Wieseltier's failure even to mention a seminal course of events at such extreme odds with his own recitation of recent history suggests less an oversight than a cover-up, an attempt to dodge responsibility for a catastrophically misconceived policy. This is no doubt why some diehard champions of the Oslo “process” have so eagerly seized on his
New Republic
article. “A Bracing Response to Current Hysteria,” exulted the columnist Leonard Fein, a founding member of Peace Now and, for over two decades, an enthusiastic promoter of concessions to Arafat who has yet to account for the gap between his predictions and their results. Similar obeisance was paid by Tony Judt, who as an expert in modern European history has repeatedly likened Israel's occupation of the West Bank and Gaza to the French colonization of Algeria and attributed the lack of “credible Palestinian interlocutors” to Israel's own imperious behavior ever since its “hubris-inducing victory” of 1967.

To hold the Jews responsible for the aggression against them, as Judt does; to affirm the peaceful intentions of Arab terrorists, as Fein does; to transform American Jews who recently pimped for the PLO into paranoid hysterics of the Right, as Wieseltier does, is to disfigure political reality beyond recognition.

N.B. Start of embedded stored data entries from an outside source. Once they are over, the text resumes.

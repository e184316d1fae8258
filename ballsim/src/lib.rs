pub mod simulation;
pub mod configuration;
pub mod visualization;
pub mod benchmark;

pub use simulation::vector::{perpendicular, random_in_range, NVec2};
pub use simulation::states::{Body, BodySnapshot, System};
pub use simulation::params::{CoincidentPolicy, Parameters};
pub use simulation::collisions::{resolve_collisions, resolve_pair, CollisionStats, PairOutcome};
pub use simulation::forces::{AccelSet, Acceleration, UniformField};
pub use simulation::integrator::euler_integrator;
pub use simulation::engine::{Simulation, StepReport};
pub use simulation::scenario::{build_scenario, build_seeded_scenario, scenario_rng};

pub use configuration::config::{ScenarioConfig, SimulationConfig, ForcesConfig, BodyConfig};
pub use configuration::error::ConfigError;

pub use visualization::frame::{frame_summary, run_headless, FrameLogger, FrameRecorder, FrameSummary, Renderer};

pub use benchmark::benchmark::{bench_step, bench_step_curve};
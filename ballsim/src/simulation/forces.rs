//! External acceleration sources
//!
//! Each term writes its contribution into a per-body buffer; the engine
//! then adds the summed buffer to every body's `a` before integration.
//! An empty set leaves the bodies exactly as the collision/wall model wants.

use super::states::System;
use super::vector::NVec2;

/// Collection of acceleration terms (uniform gravity, etc.)
/// Contributions of all terms are summed per body
pub struct AccelSet {
    terms: Vec<Box<dyn Acceleration + Send + Sync>>,
}

impl AccelSet {
    /// Create an empty acceleration set
    pub fn new() -> Self {
        Self {
            terms: Vec::new(),
        }
    }

    /// Add an acceleration term
    pub fn with<T>(mut self, term: T) -> Self
    where
        T: Acceleration + Send + Sync + 'static,
    {
        self.terms.push(Box::new(term));
        self
    }

    pub fn is_empty(&self) -> bool {
        self.terms.is_empty()
    }

    pub fn len(&self) -> usize {
        self.terms.len()
    }

    /// Compute total accelerations for all bodies in `sys`
    /// - `out[i]` will be set to the sum of contributions from all terms
    pub fn accumulate_accels(&self, sys: &System, out: &mut [NVec2]) {
        // Zero buffer
        for a in out.iter_mut() {
            *a = NVec2::zeros();
        }
        for term in &self.terms {
            term.acceleration(sys, out);
        }
    }
}

impl Default for AccelSet {
    fn default() -> Self {
        Self::new()
    }
}

/// Acceleration source operating on a [`System`]
/// Implementations add their contribution into `out[i]` for each body
pub trait Acceleration {
    fn acceleration(&self, sys: &System, out: &mut [NVec2]);
}

/// Same acceleration for every body, independent of position or size
pub struct UniformField {
    pub g: NVec2,
}

impl Acceleration for UniformField {
    fn acceleration(&self, _sys: &System, out: &mut [NVec2]) {
        for a in out.iter_mut() {
            *a += self.g;
        }
    }
}
//! Configuration types for loading simulation scenarios from YAML.
//!
//! A scenario consists of:
//!
//! - [`SimulationConfig`] – plane size, random population, seed, coincident-centre policy
//! - [`ForcesConfig`]     – optional external accelerations
//! - [`BodyConfig`]       – explicit bodies appended after the random ones
//! - [`ScenarioConfig`]   – top-level wrapper used to load a scenario from YAML
//!
//! # YAML format
//!
//! ```yaml
//! simulation:
//!   width: 800.0
//!   height: 600.0
//!   body_count: 50       # default 50
//!   seed: 42             # optional, entropy when missing
//!   coincident: skip     # or "propagate"
//!
//! forces:
//!   gravity: [0.0, 0.05] # optional uniform acceleration per step
//!
//! bodies:
//!   - x: [100.0, 100.0]
//!     v: [1.0, 0.0]
//!     radius: 20.0
//! ```

use std::fs::File;
use std::io::{BufReader, Read};
use std::path::Path;

use serde::Deserialize;

use super::error::ConfigError;
use crate::simulation::params::{CoincidentPolicy, Parameters, DEFAULT_BODY_COUNT};
use crate::simulation::vector::NVec2;

fn default_body_count() -> usize {
    DEFAULT_BODY_COUNT
}

/// Plane and population settings
#[derive(Deserialize, Debug, Clone)]
pub struct SimulationConfig {
    pub width: f64,  // plane width
    pub height: f64, // plane height
    #[serde(default = "default_body_count")]
    pub body_count: usize, // random bodies to spawn
    #[serde(default)]
    pub seed: Option<u64>, // deterministic seed to make runs reproducible
    #[serde(default)]
    pub coincident: CoincidentPolicy, // what to do with a zero-length collision normal
}

/// External accelerations, all optional
#[derive(Deserialize, Debug, Clone, Default)]
pub struct ForcesConfig {
    #[serde(default)]
    pub gravity: Option<Vec<f64>>, // uniform acceleration [x, y] added every step
}

/// Configuration for a single body's initial state
#[derive(Deserialize, Debug, Clone)]
pub struct BodyConfig {
    pub x: Vec<f64>,  // initial position
    pub v: Vec<f64>,  // initial velocity, units per step
    pub radius: f64,  // circle radius, also used as mass
}

/// Top-level scenario configuration loaded from YAML.
#[derive(Deserialize, Debug, Clone)]
pub struct ScenarioConfig {
    pub simulation: SimulationConfig,
    #[serde(default)]
    pub forces: ForcesConfig,
    #[serde(default)]
    pub bodies: Vec<BodyConfig>,
}

impl ScenarioConfig {
    /// Default scenario: `body_count` random bodies on a `width` x `height` plane
    pub fn new(width: f64, height: f64, body_count: usize) -> Self {
        Self {
            simulation: SimulationConfig {
                width,
                height,
                body_count,
                seed: None,
                coincident: CoincidentPolicy::default(),
            },
            forces: ForcesConfig::default(),
            bodies: Vec::new(),
        }
    }

    pub fn from_reader<R: Read>(reader: R) -> Result<Self, ConfigError> {
        Ok(serde_yaml::from_reader(reader)?)
    }

    pub fn from_yaml_str(s: &str) -> Result<Self, ConfigError> {
        Ok(serde_yaml::from_str(s)?)
    }

    pub fn load(path: &Path) -> Result<Self, ConfigError> {
        let file = File::open(path)?;
        Self::from_reader(BufReader::new(file))
    }

    /// Runtime parameters described by this config
    pub fn parameters(&self) -> Parameters {
        let s = &self.simulation;
        Parameters {
            width: s.width,
            height: s.height,
            body_count: s.body_count,
            seed: s.seed,
            coincident: s.coincident,
        }
    }

    /// Check everything that would otherwise produce a broken simulation
    pub fn validate(&self) -> Result<(), ConfigError> {
        self.parameters().validate_dimensions()?;

        if self.simulation.body_count == 0 && self.bodies.is_empty() {
            return Err(ConfigError::NoBodies);
        }

        for (index, bc) in self.bodies.iter().enumerate() {
            bc.validate(index)?;
        }

        self.gravity()?;
        Ok(())
    }

    /// Parsed gravity vector, `None` when not configured
    pub fn gravity(&self) -> Result<Option<NVec2>, ConfigError> {
        let Some(g) = &self.forces.gravity else {
            return Ok(None);
        };
        let g = vec2(g).ok_or_else(|| ConfigError::InvalidForce {
            name: "gravity",
            reason: format!("expected 2 finite components, got {g:?}"),
        })?;
        Ok(Some(g))
    }
}

impl BodyConfig {
    fn validate(&self, index: usize) -> Result<(), ConfigError> {
        let invalid = |reason: String| ConfigError::InvalidBody { index, reason };

        if vec2(&self.x).is_none() {
            return Err(invalid(format!("position needs 2 finite components, got {:?}", self.x)));
        }
        if vec2(&self.v).is_none() {
            return Err(invalid(format!("velocity needs 2 finite components, got {:?}", self.v)));
        }
        if !(self.radius.is_finite() && self.radius > 0.0) {
            return Err(invalid(format!("radius must be finite and positive, got {}", self.radius)));
        }
        Ok(())
    }

    /// Position and velocity as vectors; only meaningful after `validate`
    pub fn state(&self) -> Option<(NVec2, NVec2)> {
        Some((vec2(&self.x)?, vec2(&self.v)?))
    }
}

fn vec2(c: &[f64]) -> Option<NVec2> {
    match c {
        [x, y] if x.is_finite() && y.is_finite() => Some(NVec2::new(*x, *y)),
        _ => None,
    }
}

Even if the Jews were the most rotten and misguided people on earth, they do not number 280 million in nationality (let alone one billion in religious affiliation); they have not organized
their
politics around the destruction of twenty-one Arab countries, or trained a generation of suicide bombers to achieve that goal; they have not used the United Nations as a medium for spreading a genocidal ideology around the globe, or their synagogues to preach “death to the Arabs!” Jews did not bomb America in the name of the Torah, or foment anti-Muslim sentiment throughout Europe.

It is certainly true that memories of the Holocaust and invocations of anti-Semitism can be used to justify militancy. They can also be used to justify pacifism, appeasement, and much else besides.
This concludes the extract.